Dataset excerpts
○ ○ ○
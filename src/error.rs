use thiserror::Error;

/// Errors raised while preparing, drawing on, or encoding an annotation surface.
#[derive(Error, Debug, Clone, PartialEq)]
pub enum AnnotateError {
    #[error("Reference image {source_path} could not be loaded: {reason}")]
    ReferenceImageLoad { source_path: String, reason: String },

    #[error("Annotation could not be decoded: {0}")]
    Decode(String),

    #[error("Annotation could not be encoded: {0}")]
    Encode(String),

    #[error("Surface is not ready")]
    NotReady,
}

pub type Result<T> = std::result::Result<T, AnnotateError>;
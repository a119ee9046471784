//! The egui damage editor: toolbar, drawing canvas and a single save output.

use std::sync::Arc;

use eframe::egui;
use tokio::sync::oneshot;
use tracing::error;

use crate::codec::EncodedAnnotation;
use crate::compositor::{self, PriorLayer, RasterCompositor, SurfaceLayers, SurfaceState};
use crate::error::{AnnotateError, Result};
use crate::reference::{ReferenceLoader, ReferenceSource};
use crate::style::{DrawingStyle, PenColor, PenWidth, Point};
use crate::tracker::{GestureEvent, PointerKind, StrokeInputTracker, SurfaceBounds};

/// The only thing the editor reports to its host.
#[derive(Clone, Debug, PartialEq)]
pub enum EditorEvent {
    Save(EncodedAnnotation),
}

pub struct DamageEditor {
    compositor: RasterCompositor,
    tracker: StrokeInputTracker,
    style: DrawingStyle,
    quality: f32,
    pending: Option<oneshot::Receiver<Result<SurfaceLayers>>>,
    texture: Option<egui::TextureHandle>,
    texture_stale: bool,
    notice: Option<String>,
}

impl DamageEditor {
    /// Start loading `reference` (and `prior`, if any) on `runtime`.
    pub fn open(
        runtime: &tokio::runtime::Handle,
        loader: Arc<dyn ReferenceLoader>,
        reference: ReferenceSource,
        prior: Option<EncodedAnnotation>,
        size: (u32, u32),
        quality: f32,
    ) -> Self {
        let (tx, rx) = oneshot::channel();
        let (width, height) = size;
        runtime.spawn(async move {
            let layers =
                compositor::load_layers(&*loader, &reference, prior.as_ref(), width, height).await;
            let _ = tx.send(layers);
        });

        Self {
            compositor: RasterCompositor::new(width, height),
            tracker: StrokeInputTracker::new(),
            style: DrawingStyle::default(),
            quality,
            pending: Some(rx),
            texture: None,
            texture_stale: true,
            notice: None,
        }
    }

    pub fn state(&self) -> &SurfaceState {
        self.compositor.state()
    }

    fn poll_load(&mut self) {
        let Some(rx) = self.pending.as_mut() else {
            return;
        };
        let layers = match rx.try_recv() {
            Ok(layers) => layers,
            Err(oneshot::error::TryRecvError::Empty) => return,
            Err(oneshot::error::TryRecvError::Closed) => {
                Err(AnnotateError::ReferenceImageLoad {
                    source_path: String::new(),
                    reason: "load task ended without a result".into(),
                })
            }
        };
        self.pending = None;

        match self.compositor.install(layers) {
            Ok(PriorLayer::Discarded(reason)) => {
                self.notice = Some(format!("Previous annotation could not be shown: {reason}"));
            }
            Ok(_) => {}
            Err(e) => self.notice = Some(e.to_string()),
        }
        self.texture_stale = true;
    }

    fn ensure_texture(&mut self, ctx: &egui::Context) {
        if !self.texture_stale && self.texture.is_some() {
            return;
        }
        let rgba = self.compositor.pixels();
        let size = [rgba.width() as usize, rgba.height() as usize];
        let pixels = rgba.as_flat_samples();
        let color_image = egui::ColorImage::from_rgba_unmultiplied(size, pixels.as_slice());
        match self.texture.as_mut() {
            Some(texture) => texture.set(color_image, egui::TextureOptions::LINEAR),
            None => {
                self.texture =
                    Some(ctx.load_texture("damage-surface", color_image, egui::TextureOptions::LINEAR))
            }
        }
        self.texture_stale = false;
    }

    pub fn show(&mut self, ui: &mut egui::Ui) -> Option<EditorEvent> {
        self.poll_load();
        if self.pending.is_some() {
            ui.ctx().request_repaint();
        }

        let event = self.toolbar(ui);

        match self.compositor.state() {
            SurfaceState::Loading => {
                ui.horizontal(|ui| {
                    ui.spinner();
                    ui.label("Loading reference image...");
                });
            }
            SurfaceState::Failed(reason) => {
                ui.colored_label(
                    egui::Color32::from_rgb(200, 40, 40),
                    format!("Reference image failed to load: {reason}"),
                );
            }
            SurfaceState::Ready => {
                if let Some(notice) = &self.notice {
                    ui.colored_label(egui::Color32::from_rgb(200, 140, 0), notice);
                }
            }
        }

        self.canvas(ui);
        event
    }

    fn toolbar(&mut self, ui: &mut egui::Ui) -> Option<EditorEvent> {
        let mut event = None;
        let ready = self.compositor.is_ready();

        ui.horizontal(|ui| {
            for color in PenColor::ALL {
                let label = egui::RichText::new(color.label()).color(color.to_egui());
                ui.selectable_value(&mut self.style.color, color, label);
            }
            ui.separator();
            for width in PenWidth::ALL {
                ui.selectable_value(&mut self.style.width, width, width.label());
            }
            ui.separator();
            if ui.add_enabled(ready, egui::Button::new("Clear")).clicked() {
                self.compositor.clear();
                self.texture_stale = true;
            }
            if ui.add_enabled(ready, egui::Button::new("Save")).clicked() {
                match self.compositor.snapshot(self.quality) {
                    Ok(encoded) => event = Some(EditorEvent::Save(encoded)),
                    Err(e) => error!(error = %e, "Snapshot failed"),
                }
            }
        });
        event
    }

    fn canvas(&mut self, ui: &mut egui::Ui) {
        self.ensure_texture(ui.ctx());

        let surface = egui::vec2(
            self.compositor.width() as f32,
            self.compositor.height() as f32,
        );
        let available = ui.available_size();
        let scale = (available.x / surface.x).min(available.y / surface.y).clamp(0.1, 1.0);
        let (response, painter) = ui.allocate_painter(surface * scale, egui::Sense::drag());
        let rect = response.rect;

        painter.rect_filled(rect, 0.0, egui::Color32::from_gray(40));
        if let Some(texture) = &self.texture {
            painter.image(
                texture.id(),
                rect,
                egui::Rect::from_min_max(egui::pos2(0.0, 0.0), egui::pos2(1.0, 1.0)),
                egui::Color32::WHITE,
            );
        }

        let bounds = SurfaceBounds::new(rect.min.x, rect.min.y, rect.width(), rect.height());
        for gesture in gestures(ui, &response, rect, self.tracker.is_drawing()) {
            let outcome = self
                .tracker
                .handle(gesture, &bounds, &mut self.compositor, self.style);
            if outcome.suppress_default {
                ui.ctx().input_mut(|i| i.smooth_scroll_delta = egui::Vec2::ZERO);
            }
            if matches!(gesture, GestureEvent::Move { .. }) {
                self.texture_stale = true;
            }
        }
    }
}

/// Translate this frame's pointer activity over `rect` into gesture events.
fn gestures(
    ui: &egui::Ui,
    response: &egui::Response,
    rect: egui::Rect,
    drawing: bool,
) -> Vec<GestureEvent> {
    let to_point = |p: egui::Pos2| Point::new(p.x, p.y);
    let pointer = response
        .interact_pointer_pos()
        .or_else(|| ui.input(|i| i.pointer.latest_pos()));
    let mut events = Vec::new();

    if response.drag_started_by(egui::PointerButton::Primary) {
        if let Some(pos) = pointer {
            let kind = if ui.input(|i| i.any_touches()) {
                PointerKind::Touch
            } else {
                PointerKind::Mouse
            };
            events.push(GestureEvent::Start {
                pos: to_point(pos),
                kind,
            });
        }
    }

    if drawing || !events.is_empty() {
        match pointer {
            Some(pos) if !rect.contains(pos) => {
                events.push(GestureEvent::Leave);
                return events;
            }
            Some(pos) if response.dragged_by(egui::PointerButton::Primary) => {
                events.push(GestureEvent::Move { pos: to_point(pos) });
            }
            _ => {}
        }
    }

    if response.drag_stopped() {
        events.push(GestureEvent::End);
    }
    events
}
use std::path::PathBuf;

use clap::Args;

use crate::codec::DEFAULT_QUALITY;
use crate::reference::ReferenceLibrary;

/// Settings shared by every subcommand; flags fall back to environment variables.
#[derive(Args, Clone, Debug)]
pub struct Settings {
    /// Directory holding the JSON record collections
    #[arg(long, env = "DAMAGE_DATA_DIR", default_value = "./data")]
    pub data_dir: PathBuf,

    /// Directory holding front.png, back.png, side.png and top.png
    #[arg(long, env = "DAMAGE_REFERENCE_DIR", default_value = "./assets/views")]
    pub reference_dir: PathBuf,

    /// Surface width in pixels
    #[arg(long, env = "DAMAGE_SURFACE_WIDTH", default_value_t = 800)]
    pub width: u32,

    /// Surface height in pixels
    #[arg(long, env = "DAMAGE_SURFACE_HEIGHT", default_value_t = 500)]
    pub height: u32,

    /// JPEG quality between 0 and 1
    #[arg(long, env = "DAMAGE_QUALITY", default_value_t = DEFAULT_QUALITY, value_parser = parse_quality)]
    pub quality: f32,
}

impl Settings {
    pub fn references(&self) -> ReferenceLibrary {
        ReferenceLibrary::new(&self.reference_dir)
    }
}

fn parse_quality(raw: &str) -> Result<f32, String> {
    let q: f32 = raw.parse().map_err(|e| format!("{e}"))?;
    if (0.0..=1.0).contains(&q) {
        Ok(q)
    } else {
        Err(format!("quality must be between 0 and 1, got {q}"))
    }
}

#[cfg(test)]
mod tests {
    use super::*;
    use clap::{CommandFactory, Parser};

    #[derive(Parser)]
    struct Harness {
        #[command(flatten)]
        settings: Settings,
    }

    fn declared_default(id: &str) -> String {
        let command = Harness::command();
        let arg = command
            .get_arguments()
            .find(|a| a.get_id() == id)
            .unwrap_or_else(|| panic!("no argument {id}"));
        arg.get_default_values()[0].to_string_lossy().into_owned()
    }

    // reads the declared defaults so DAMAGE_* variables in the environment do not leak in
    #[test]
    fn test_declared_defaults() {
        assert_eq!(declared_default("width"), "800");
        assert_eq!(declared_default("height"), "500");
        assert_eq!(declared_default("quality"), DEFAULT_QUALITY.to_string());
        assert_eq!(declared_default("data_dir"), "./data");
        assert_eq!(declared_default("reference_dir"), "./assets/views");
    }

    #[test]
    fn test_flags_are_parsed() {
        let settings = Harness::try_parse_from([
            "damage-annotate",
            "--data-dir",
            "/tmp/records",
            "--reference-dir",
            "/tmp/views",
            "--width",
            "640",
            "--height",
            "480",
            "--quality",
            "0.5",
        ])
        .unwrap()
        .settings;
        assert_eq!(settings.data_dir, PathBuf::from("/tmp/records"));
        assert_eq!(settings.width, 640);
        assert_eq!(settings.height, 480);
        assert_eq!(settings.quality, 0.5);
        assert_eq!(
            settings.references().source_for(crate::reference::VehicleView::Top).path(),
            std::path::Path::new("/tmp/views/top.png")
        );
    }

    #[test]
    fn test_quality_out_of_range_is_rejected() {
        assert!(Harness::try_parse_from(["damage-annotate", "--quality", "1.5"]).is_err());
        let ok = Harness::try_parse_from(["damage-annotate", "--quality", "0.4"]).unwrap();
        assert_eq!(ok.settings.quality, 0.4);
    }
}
○ ○ ○
Exercise directions: Looking at the records above, report how many lines contain the word "LINEAR". Answer with the number only.

Answer space: 2